You are on page 1of 9

Development, Construction, and Validation of a Kindergarten Test on Language

Final Requirement for Completion in Assessment and Evaluation of Learning (Ed235 A)

Submitted by: Jo Anne Michelle S. Go ID Num: 041474 Submitted to: Dr. Cornelia C. Soto

I. Introduction I am a kindergarten teacher at Academia de Bellarmino. The ages of the students I teach are from four (4) to five (5) years old. Language is taught twice a week, on Mondays and Tuesdays, 35 and 40 minutes per meeting respectively. Teachers are expected to teach in the first session (Mondays) then have the tests in the next session (Tuesdays). But it is undeniable that this time is not enough for valuable learning to occur. Luckily, since I teach all the subjects, I can adjust the time. I teach the lessons on Mondays and Tuesdays, and then have the tests on Wednesdays. This paper is a study on the development, construction, and validation of a kindergarten test on Language. The coverage of the test is: The School and The People in School and Their Duties. This is a two-part exam, containing 15 items per exam. This topic was taught during the 5th and 6th week of the 1st Quarter. The tests, also called Evaluation Sheet 5 and Evaluation Sheet 6 respectively, were administered in the same weeks.

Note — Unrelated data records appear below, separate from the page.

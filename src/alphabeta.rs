// Alpha-beta agent driven by iterative deepening
//
// Depth 1, 2, 3, ... is searched until the time budget trips. The move from
// the last depth that finished is returned; a partially searched depth is
// discarded. There is no depth ceiling: on a finished tree the loop keeps
// re-searching until the deadline ends it.

use log::{debug, trace};
use std::sync::Arc;

use crate::agent::Agent;
use crate::board::Board;
use crate::config::{Config, OpeningConfig};
use crate::eval::{Evaluator, Score, LOSS, WIN};
use crate::search::{root_shortcut, successors, SearchContext, SearchReport};
use crate::timer::{SearchTimeout, TimeBudget};
use crate::types::Move;

/// Anytime alpha-beta search agent
pub struct AlphaBetaPlayer {
    evaluator: Arc<dyn Evaluator>,
    timeout_threshold_ms: f64,
    opening: Option<OpeningConfig>,
    name: String,
}

impl AlphaBetaPlayer {
    /// Creates an alpha-beta agent with the opening shortcut disabled
    pub fn new(evaluator: Arc<dyn Evaluator>, timeout_threshold_ms: f64) -> Self {
        let name = format!("alphabeta/{}", evaluator.name());
        AlphaBetaPlayer {
            evaluator,
            timeout_threshold_ms,
            opening: None,
            name,
        }
    }

    /// Builds the agent from `[search]`, `[scores]` and `[opening]`
    pub fn from_config(config: &Config) -> Self {
        let evaluator = config.scores.heuristic.build(&config.scores);
        AlphaBetaPlayer::new(evaluator, config.search.timeout_threshold_ms)
            .with_opening(config.opening.clone())
    }

    pub fn with_opening(mut self, opening: OpeningConfig) -> Self {
        self.opening = Some(opening);
        self
    }

    /// Single alpha-beta search to `depth`, without deepening. A `depth` of 0
    /// is searched as 1. Falls back to the first legal move on timeout.
    pub fn search_to_depth(
        &self,
        state: &Board,
        depth: u32,
        time_left: &dyn Fn() -> f64,
    ) -> SearchReport {
        let moves = state.active_moves();
        if let Some(mv) = root_shortcut(state, &moves, self.opening.as_ref()) {
            return SearchReport::shortcut(mv);
        }

        let budget = TimeBudget::new(time_left, self.timeout_threshold_ms);
        let mut ctx = SearchContext::new(budget, self.evaluator.as_ref(), state.active_player());

        let depth = depth.max(1);
        let (best_move, timed_out) = match alphabeta(&mut ctx, state, depth) {
            Ok(mv) => {
                ctx.stats.completed_depth = depth;
                (mv, false)
            }
            Err(SearchTimeout) => (moves[0], true),
        };

        SearchReport {
            best_move,
            stats: ctx.stats,
            timed_out,
            shortcut: false,
        }
    }

    /// Iterative deepening until the time budget trips
    pub fn search(&self, state: &Board, time_left: &dyn Fn() -> f64) -> SearchReport {
        let moves = state.active_moves();
        if let Some(mv) = root_shortcut(state, &moves, self.opening.as_ref()) {
            return SearchReport::shortcut(mv);
        }

        let budget = TimeBudget::new(time_left, self.timeout_threshold_ms);
        let mut ctx = SearchContext::new(budget, self.evaluator.as_ref(), state.active_player());

        let mut best_move = moves[0];
        let mut depth: u32 = 1;

        // Only a timeout ends the loop
        while let Ok(mv) = alphabeta(&mut ctx, state, depth) {
            best_move = mv;
            ctx.stats.completed_depth = depth;
            trace!(
                "{}: depth {} complete, best {} ({} nodes so far)",
                self.name,
                depth,
                mv,
                ctx.stats.nodes
            );
            depth = depth.saturating_add(1);
        }

        debug!(
            "{}: chose {} at depth {} (nodes: {}, leaves: {}, cutoffs: {})",
            self.name,
            best_move,
            ctx.stats.completed_depth,
            ctx.stats.nodes,
            ctx.stats.leaf_evals,
            ctx.stats.cutoffs
        );

        SearchReport {
            best_move,
            stats: ctx.stats,
            timed_out: true,
            shortcut: false,
        }
    }
}

impl Agent for AlphaBetaPlayer {
    fn name(&self) -> &str {
        &self.name
    }

    fn choose_move(&self, state: &Board, time_left: &dyn Fn() -> f64) -> Move {
        self.search(state, time_left).best_move
    }
}

/// Root of one alpha-beta pass. Alpha is raised after every root child, so
/// later siblings are searched against the best value found so far.
fn alphabeta(
    ctx: &mut SearchContext<'_>,
    state: &Board,
    depth: u32,
) -> Result<Move, SearchTimeout> {
    ctx.enter()?;

    let mut alpha = LOSS;
    let beta = WIN;
    let mut best_move = Move::NONE;
    let mut best_score = LOSS;

    for (mv, child) in successors(state) {
        if best_move.is_none() {
            best_move = mv;
        }
        let score = alpha_beta_value(ctx, &child, alpha, beta, depth.saturating_sub(1), false)?;
        alpha = alpha.max(score);
        if score > best_score {
            best_score = score;
            best_move = mv;
        }
    }

    Ok(best_move)
}

fn alpha_beta_value(
    ctx: &mut SearchContext<'_>,
    state: &Board,
    mut alpha: Score,
    mut beta: Score,
    depth: u32,
    maximizing: bool,
) -> Result<Score, SearchTimeout> {
    ctx.enter()?;

    if depth == 0 || state.is_terminal() {
        return Ok(ctx.evaluate(state));
    }

    if maximizing {
        let mut value = LOSS;
        for (_, child) in successors(state) {
            value = value.max(alpha_beta_value(ctx, &child, alpha, beta, depth - 1, false)?);
            if value >= beta {
                ctx.stats.cutoffs += 1;
                return Ok(value);
            }
            alpha = alpha.max(value);
        }
        Ok(value)
    } else {
        let mut value = WIN;
        for (_, child) in successors(state) {
            value = value.min(alpha_beta_value(ctx, &child, alpha, beta, depth - 1, true)?);
            if value <= alpha {
                ctx.stats.cutoffs += 1;
                return Ok(value);
            }
            beta = beta.min(value);
        }
        Ok(value)
    }
}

II. Methodology The development, construction, and validation of these tests went through several steps. The first step was defining the subject, the level, the topic/s, and the objectives. I have chosen Language as the subject and kindergarten as the level. At first, my chosen topic was The Members of the Family. However, since one topic would not be enough to make long tests of at least 30 items all in all, I broadened the coverage of the tests and added more topics. I then added topics such as The House, The School, and The People in School and Their Duties. I then defined my general and specific objectives for each topic. These objectives covered three

domains: the cognitive, affective, and psychomotor. Upon realizing that four topics would be more than enough, I decided to narrow down my tests to two topics: The School and The People in School and Their Duties. I decided to dedicate 15 items to each topic, thus having 30 items in total. I then constructed a Table of Specifications based on the objectives I have plotted. After the teacher validated my Table of Specifications, I then proceeded to constructing my test items. For the tests, I only used a variation of selected response measurement strategies as these are best used to measure recall and are therefore most suitable for kindergarten students. After all, what we are trying to promote in the children is mastery of the topic/s. For the topic The School, five items were dedicated to multiple-choice questions testing identification of the places in school and their functions. Ten more items where dedicated to binary-choice questions testing understanding of functions of things used in school. This exam has a total of 15 items. For the topic People in School and Their Duties, seven items were dedicated to a matching-type exam testing identification of the people in school. Eight more items were dedicated to binary-choice questions testing understanding of the duties of the persons in school. This exam has a total of 15 items. The two exams have 30 items all in all. An expert then critiqued my tests. The comments I received were: the number of items can be increased, that some pictures can be confusing and unclear to the students, suggestion to adopt the format of Evaluation 6, Test B. for Evaluation 5, Test B., questions if the items assume that the students can read, and some suggestions for revision of certain parts. I very much appreciated the comments the expert made but due to time constraints, by the time I received the comments, the school (Academia de Bellarmino) already had my tests reproduced. But had I received the comments

earlier, would I follow the suggestions? Responses on the abovementioned comments are discussed in the next chapter. It is important to note that the main goal of teaching these topics in kindergarten is for mastery. Thus, what goes on in the teaching and learning process are ultimately directed to this. As the places and people in school topics are taught, pictures are provided for the children to familiarize themselves with these people and places. They also color pictures of these people and places in their books, again for familiarization. As a form of formative assessment, they answer short recall questions in their books. These questions found in their books are the same questions in their tests, only rearranged and presented in another way. After the development and construction of the tests, they were administered to 18 kindergarten students.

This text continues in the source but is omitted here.